[Saved entries]

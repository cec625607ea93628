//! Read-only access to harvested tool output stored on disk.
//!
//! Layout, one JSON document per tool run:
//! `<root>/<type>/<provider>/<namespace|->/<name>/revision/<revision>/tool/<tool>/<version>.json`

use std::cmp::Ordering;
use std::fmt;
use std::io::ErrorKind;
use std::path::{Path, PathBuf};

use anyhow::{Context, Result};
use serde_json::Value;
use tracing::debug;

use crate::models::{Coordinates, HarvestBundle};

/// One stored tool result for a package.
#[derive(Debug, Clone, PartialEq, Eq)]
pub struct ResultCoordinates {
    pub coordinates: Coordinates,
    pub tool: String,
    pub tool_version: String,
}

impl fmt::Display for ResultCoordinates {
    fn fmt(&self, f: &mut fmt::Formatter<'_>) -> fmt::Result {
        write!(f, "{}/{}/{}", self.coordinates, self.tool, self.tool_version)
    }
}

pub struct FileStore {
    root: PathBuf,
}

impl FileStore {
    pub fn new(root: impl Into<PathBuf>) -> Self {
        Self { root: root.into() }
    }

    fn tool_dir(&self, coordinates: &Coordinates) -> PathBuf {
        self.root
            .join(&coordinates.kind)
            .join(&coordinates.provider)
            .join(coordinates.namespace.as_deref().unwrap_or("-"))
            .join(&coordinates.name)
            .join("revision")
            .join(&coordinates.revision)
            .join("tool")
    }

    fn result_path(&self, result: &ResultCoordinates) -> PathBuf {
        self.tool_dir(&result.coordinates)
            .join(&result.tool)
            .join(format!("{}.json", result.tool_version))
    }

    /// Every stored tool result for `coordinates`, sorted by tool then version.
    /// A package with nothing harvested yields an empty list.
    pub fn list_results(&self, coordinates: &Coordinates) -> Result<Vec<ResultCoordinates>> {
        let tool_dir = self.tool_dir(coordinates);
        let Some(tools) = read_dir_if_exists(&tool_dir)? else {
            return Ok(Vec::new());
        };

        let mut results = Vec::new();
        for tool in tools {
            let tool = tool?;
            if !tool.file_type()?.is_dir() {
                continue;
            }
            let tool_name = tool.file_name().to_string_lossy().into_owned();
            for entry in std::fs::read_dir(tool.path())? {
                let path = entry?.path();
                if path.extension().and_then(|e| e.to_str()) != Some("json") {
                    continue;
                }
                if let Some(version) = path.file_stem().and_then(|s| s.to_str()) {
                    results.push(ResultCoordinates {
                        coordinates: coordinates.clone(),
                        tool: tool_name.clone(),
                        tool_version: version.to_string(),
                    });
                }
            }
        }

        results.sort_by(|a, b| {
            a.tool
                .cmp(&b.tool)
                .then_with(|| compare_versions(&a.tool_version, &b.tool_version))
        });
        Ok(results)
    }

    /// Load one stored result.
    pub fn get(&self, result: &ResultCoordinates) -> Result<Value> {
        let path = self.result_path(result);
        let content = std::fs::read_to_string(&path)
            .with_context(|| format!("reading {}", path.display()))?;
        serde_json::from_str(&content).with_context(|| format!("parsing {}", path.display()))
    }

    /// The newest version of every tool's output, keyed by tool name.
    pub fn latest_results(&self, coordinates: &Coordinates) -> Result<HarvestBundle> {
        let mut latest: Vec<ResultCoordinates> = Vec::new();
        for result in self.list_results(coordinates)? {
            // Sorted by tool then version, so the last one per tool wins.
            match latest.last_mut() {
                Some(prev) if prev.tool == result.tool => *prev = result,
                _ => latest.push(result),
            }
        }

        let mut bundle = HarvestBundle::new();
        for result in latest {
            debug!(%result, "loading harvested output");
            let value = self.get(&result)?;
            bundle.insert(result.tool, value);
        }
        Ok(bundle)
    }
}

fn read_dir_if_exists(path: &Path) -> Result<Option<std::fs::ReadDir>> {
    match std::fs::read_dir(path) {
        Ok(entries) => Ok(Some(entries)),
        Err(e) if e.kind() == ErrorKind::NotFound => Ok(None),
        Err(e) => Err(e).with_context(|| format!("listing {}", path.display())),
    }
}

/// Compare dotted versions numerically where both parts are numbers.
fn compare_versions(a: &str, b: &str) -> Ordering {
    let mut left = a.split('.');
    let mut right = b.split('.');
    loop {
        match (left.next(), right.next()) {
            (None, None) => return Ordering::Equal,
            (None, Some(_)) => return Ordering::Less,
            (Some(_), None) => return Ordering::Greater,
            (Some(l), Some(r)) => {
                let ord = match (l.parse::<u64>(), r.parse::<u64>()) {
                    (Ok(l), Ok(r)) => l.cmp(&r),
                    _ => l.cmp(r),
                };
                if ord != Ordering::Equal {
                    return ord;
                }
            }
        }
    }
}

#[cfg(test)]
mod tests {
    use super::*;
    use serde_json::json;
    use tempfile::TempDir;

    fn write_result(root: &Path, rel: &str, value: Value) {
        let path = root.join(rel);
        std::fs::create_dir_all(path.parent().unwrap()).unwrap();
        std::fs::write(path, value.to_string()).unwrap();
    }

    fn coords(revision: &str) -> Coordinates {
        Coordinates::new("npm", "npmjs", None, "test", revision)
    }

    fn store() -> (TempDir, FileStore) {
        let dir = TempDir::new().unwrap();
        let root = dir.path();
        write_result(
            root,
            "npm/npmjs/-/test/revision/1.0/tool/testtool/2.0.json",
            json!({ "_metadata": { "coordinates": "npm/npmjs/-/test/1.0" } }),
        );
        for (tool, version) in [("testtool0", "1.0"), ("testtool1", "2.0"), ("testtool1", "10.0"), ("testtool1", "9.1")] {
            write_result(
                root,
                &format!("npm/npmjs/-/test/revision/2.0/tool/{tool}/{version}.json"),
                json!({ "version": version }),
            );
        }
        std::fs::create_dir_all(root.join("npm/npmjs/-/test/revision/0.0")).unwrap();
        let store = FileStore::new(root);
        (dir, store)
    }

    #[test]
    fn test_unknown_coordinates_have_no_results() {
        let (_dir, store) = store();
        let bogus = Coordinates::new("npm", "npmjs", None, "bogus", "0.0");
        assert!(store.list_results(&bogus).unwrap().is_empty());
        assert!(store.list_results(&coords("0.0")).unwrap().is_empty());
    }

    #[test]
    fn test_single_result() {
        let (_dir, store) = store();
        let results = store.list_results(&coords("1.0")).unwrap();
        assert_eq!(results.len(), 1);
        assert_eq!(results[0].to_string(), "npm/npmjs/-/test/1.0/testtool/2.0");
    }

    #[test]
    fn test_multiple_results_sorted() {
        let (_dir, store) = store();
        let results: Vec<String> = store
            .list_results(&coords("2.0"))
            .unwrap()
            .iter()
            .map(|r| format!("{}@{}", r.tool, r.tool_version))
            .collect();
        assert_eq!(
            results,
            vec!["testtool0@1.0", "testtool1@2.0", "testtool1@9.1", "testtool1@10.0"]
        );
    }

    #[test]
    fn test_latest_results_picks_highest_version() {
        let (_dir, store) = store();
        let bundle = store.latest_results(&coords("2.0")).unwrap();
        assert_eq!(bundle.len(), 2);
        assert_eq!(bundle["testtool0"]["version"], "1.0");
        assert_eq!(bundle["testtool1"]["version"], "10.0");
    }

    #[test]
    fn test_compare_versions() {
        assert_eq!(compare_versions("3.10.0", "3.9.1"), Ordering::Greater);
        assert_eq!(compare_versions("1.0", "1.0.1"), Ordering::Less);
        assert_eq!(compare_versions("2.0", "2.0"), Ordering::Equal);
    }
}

### TASK DESCRIPTION
All records should be written out again exactly as given.

### RESULT OF THE EXERCISE
repository cec625607ea93628
//! Read-only access to harvested tool output stored on disk.
//!
//! Layout, one JSON document per tool run:
//! `<root>/<type>/<provider>/<namespace|->/<name>/revision/<revision>/tool/<tool>/<version>.json`

use std::cmp::Ordering;
use std::fmt;
use std::io::ErrorKind;
use std::path::{Path, PathBuf};

use anyhow::{Context, Result};
use serde_json::Value;
use tracing::debug;

use crate::models::{Coordinates, HarvestBundle};

/// One stored tool result for a package.
#[derive(Debug, Clone, PartialEq, Eq)]
pub struct ResultCoordinates {
    pub coordinates: Coordinates,
    pub tool: String,
    pub tool_version: String,
}

impl fmt::Display for ResultCoordinates {
    fn fmt(&self, f: &mut fmt::Formatter<'_>) -> fmt::Result {
        write!(f, "{}/{}/{}", self.coordinates, self.tool, self.tool_version)
    }
}

pub struct FileStore {
    root: PathBuf,
}

impl FileStore {
    pub fn new(root: impl Into<PathBuf>) -> Self {
        Self { root: root.into() }
    }

    fn tool_dir(&self, coordinates: &Coordinates) -> PathBuf {
        self.root
            .join(&coordinates.kind)
            .join(&coordinates.provider)
            .join(coordinates.namespace.as_deref().unwrap_or("-"))
            .join(&coordinates.name)
            .join("revision")
            .join(&coordinates.revision)
            .join("tool")
    }

    fn result_path(&self, result: &ResultCoordinates) -> PathBuf {
        self.tool_dir(&result.coordinates)
            .join(&result.tool)
            .join(format!("{}.json", result.tool_version))
    }

    /// Every stored tool result for `coordinates`, sorted by tool then version.
    /// A package with nothing harvested yields an empty list.
    pub fn list_results(&self, coordinates: &Coordinates) -> Result<Vec<ResultCoordinates>> {
        let tool_dir = self.tool_dir(coordinates);
        let Some(tools) = read_dir_if_exists(&tool_dir)? else {
            return Ok(Vec::new());
        };

        let mut results = Vec::new();
        for tool in tools {
            let tool = tool?;
            if !tool.file_type()?.is_dir() {
                continue;
            }
            let tool_name = tool.file_name().to_string_lossy().into_owned();
            for entry in std::fs::read_dir(tool.path())? {
                let path = entry?.path();
                if path.extension().and_then(|e| e.to_str()) != Some("json") {
                    continue;
                }
                if let Some(version) = path.file_stem().and_then(|s| s.to_str()) {
                    results.push(ResultCoordinates {
                        coordinates: coordinates.clone(),
                        tool: tool_name.clone(),
                        tool_version: version.to_string(),
                    });
                }
            }
        }

        results.sort_by(|a, b| {
            a.tool
                .cmp(&b.tool)
                .then_with(|| compare_versions(&a.tool_version, &b.tool_version))
        });
        Ok(results)
    }

    /// Load one stored result.
    pub fn get(&self, result: &ResultCoordinates) -> Result<Value> {
        let path = self.result_path(result);
        let content = std::fs::read_to_string(&path)
            .with_context(|| format!("reading {}", path.display()))?;
        serde_json::from_str(&content).with_context(|| format!("parsing {}", path.display()))
    }

    /// The newest version of every tool's output, keyed by tool name.
    pub fn latest_results(&self, coordinates: &Coordinates) -> Result<HarvestBundle> {
        let mut latest: Vec<ResultCoordinates> = Vec::new();
        for result in self.list_results(coordinates)? {
            // Sorted by tool then version, so the last one per tool wins.
            match latest.last_mut() {
                Some(prev) if prev.tool == result.tool => *prev = result,
                _ => latest.push(result),
            }
        }

        let mut bundle = HarvestBundle::new();
        for result in latest {
            debug!(%result, "loading harvested output");
            let value = self.get(&result)?;
            bundle.insert(result.tool, value);
        }
        Ok(bundle)
    }
}

fn read_dir_if_exists(path: &Path) -> Result<Option<std::fs::ReadDir>> {
    match std::fs::read_dir(path) {
        Ok(entries) => Ok(Some(entries)),
        Err(e) if e.kind() == ErrorKind::NotFound => Ok(None),
        Err(e) => Err(e).with_context(|| format!("listing {}", path.display())),
    }
}

/// Compare dotted versions numerically where both parts are numbers.
fn compare_versions(a: &str, b: &str) -> Ordering {
    let mut left = a.split('.');
    let mut right = b.split('.');
    loop {
        match (left.next(), right.next()) {
            (None, None) => return Ordering::Equal,
            (None, Some(_)) => return Ordering::Less,
            (Some(_), None) => return Ordering::Greater,
            (Some(l), Some(r)) => {
                let ord = match (l.parse::<u64>(), r.parse::<u64>()) {
                    (Ok(l), Ok(r)) => l.cmp(&r),
                    _ => l.cmp(r),
                };
                if ord != Ordering::Equal {
                    return ord;
                }
            }
        }
    }
}

#[cfg(test)]
mod tests {
    use super::*;
    use serde_json::json;
    use tempfile::TempDir;

    fn write_result(root: &Path, rel: &str, value: Value) {
        let path = root.join(rel);
        std::fs::create_dir_all(path.parent().unwrap()).unwrap();
        std::fs::write(path, value.to_string()).unwrap();
    }

    fn coords(revision: &str) -> Coordinates {
        Coordinates::new("npm", "npmjs", None, "test", revision)
    }

    fn store() -> (TempDir, FileStore) {
        let dir = TempDir::new().unwrap();
        let root = dir.path();
        write_result(
            root,
            "npm/npmjs/-/test/revision/1.0/tool/testtool/2.0.json",
            json!({ "_metadata": { "coordinates": "npm/npmjs/-/test/1.0" } }),
        );
        for (tool, version) in [("testtool0", "1.0"), ("testtool1", "2.0"), ("testtool1", "10.0"), ("testtool1", "9.1")] {
            write_result(
                root,
                &format!("npm/npmjs/-/test/revision/2.0/tool/{tool}/{version}.json"),
                json!({ "version": version }),
            );
        }
        std::fs::create_dir_all(root.join("npm/npmjs/-/test/revision/0.0")).unwrap();
        let store = FileStore::new(root);
        (dir, store)
    }

    #[test]
    fn test_unknown_coordinates_have_no_results() {
        let (_dir, store) = store();
        let bogus = Coordinates::new("npm", "npmjs", None, "bogus", "0.0");
        assert!(store.list_results(&bogus).unwrap().is_empty());
        assert!(store.list_results(&coords("0.0")).unwrap().is_empty());
    }

    #[test]
    fn test_single_result() {
        let (_dir, store) = store();
        let results = store.list_results(&coords("1.0")).unwrap();
        assert_eq!(results.len(), 1);
        assert_eq!(results[0].to_string(), "npm/npmjs/-/test/1.0/testtool/2.0");
    }

    #[test]
    fn test_multiple_results_sorted() {
        let (_dir, store) = store();
        let results: Vec<String> = store
            .list_results(&coords("2.0"))
            .unwrap()
            .iter()
            .map(|r| format!("{}@{}", r.tool, r.tool_version))
            .collect();
        assert_eq!(
            results,
            vec!["testtool0@1.0", "testtool1@2.0", "testtool1@9.1", "testtool1@10.0"]
        );
    }

    #[test]
    fn test_latest_results_picks_highest_version() {
        let (_dir, store) = store();
        let bundle = store.latest_results(&coords("2.0")).unwrap();
        assert_eq!(bundle.len(), 2);
        assert_eq!(bundle["testtool0"]["version"], "1.0");
        assert_eq!(bundle["testtool1"]["version"], "10.0");
    }

    #[test]
    fn test_compare_versions() {
        assert_eq!(compare_versions("3.10.0", "3.9.1"), Ordering::Greater);
        assert_eq!(compare_versions("1.0", "1.0.1"), Ordering::Less);
        assert_eq!(compare_versions("2.0", "2.0"), Ordering::Equal);
    }
}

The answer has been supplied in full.